**TO DO**
Each line that contains the string "short" counts once; report how many such lines appear in the data, as a number only.

**SOURCE DATA**
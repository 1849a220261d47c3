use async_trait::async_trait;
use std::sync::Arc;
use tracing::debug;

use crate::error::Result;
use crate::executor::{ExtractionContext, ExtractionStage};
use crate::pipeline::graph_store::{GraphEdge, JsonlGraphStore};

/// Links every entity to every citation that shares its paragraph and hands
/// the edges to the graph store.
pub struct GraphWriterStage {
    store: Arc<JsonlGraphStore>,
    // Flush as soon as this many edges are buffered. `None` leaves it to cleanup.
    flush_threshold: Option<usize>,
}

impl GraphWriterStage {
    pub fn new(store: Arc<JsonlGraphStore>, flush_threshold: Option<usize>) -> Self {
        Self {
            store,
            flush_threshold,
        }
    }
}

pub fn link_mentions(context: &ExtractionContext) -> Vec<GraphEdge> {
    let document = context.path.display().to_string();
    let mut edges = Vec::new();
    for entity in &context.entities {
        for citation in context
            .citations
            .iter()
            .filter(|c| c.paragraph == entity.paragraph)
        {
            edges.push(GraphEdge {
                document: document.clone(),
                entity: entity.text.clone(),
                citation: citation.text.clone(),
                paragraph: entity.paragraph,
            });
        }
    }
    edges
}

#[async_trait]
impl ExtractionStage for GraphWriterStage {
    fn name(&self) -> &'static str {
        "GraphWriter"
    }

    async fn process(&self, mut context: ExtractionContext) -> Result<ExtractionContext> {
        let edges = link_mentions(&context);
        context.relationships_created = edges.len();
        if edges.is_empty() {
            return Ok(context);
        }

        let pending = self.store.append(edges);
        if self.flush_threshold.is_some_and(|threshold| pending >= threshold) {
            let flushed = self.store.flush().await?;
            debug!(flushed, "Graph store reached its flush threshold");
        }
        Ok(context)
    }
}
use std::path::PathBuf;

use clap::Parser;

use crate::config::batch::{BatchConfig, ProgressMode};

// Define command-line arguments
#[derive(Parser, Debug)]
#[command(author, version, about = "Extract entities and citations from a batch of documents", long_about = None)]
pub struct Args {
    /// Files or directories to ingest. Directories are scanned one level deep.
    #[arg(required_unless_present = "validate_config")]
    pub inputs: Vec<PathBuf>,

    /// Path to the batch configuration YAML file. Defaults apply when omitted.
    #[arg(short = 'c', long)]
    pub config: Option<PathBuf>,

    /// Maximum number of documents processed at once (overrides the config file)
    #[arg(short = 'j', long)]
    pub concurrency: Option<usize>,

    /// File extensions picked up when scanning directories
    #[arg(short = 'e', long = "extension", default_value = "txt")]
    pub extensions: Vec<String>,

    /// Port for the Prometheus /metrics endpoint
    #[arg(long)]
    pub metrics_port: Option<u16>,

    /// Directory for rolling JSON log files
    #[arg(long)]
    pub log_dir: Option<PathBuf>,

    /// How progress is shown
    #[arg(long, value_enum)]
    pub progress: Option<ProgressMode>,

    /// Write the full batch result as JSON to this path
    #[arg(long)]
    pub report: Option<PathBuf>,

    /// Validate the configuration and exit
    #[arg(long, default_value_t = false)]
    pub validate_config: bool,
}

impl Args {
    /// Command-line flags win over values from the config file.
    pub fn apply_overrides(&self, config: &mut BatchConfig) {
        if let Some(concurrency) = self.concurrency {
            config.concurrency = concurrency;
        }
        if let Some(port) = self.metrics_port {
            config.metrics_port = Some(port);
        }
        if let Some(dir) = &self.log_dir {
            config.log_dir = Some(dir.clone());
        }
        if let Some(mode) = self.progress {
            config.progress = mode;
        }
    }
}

...

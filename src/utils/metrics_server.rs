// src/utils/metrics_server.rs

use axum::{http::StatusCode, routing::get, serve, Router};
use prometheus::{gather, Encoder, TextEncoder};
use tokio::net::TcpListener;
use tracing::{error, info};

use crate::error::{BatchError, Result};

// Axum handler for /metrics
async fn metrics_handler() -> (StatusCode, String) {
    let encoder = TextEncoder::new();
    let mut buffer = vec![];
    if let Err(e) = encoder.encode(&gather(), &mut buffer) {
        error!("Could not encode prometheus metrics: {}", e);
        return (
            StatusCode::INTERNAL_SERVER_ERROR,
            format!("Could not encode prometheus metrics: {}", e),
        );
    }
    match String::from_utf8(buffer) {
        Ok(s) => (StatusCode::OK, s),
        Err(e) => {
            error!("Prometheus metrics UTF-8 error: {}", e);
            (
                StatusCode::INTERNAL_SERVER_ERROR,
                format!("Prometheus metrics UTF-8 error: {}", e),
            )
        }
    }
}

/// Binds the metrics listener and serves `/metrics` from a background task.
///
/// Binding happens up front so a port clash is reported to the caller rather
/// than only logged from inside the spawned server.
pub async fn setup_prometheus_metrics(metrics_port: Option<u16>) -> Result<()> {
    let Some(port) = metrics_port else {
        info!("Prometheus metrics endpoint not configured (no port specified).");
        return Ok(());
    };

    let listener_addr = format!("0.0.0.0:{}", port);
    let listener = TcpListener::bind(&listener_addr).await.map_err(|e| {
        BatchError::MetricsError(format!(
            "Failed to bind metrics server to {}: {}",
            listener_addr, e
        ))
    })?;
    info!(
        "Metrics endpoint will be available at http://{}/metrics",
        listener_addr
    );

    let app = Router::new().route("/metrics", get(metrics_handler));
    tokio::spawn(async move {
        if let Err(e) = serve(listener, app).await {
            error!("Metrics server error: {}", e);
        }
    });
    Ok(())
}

---

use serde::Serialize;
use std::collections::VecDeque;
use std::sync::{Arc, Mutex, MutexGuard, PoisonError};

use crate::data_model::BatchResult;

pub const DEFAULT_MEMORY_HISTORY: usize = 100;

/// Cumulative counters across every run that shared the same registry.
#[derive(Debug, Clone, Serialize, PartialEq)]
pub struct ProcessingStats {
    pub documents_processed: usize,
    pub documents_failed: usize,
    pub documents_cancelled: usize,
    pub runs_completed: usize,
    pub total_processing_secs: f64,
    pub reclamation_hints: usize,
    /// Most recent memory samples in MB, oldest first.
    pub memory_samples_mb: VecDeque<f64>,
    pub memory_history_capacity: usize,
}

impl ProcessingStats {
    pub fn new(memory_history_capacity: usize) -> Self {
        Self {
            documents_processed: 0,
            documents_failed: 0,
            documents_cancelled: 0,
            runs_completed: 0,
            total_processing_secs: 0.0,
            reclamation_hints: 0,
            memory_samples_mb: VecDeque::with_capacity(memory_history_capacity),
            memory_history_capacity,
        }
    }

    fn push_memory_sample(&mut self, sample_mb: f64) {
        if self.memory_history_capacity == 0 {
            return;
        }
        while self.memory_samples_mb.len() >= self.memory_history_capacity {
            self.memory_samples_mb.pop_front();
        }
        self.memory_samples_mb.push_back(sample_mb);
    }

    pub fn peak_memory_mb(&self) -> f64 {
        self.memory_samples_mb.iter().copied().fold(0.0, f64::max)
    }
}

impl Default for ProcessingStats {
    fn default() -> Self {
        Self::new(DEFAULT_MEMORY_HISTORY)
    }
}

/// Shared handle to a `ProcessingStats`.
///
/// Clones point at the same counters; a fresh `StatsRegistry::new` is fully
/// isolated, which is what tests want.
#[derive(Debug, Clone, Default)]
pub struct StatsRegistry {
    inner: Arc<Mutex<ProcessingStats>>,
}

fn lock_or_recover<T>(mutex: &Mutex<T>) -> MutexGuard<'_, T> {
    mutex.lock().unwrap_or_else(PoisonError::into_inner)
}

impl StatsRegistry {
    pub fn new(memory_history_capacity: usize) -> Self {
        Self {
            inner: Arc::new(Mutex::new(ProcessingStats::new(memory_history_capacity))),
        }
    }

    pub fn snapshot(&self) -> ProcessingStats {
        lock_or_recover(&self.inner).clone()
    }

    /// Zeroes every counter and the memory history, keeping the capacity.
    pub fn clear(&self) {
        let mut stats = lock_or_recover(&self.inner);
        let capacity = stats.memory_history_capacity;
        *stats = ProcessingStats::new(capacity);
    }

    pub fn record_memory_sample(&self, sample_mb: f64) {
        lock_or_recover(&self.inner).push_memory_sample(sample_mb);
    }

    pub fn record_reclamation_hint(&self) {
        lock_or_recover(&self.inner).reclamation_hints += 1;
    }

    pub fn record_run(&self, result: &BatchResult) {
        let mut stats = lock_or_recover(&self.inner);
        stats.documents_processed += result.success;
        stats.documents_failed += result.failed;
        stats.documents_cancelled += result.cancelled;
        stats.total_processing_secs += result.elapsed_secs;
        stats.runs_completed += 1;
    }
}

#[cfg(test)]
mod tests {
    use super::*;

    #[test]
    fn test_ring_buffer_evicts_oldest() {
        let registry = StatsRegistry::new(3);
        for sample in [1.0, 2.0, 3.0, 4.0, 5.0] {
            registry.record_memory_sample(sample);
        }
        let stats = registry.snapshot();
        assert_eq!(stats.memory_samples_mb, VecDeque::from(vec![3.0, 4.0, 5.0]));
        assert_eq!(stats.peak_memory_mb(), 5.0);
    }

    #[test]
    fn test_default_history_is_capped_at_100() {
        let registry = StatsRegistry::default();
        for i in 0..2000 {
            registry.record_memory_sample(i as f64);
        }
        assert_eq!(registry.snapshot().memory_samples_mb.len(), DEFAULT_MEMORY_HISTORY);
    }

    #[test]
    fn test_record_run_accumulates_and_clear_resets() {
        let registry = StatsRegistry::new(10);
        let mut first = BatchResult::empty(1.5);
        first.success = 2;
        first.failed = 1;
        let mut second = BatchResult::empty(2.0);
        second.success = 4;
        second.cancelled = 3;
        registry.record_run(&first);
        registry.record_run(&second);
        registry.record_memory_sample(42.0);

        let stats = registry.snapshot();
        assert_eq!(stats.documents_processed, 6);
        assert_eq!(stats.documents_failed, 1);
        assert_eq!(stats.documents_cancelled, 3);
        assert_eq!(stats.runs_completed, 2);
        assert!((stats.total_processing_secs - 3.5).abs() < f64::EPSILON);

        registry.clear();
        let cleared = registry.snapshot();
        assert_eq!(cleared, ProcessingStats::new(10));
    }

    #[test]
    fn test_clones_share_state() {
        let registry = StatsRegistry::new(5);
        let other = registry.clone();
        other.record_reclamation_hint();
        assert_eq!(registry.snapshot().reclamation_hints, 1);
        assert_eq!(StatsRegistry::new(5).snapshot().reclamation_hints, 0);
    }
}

**EXERCISE RESPONSE**
3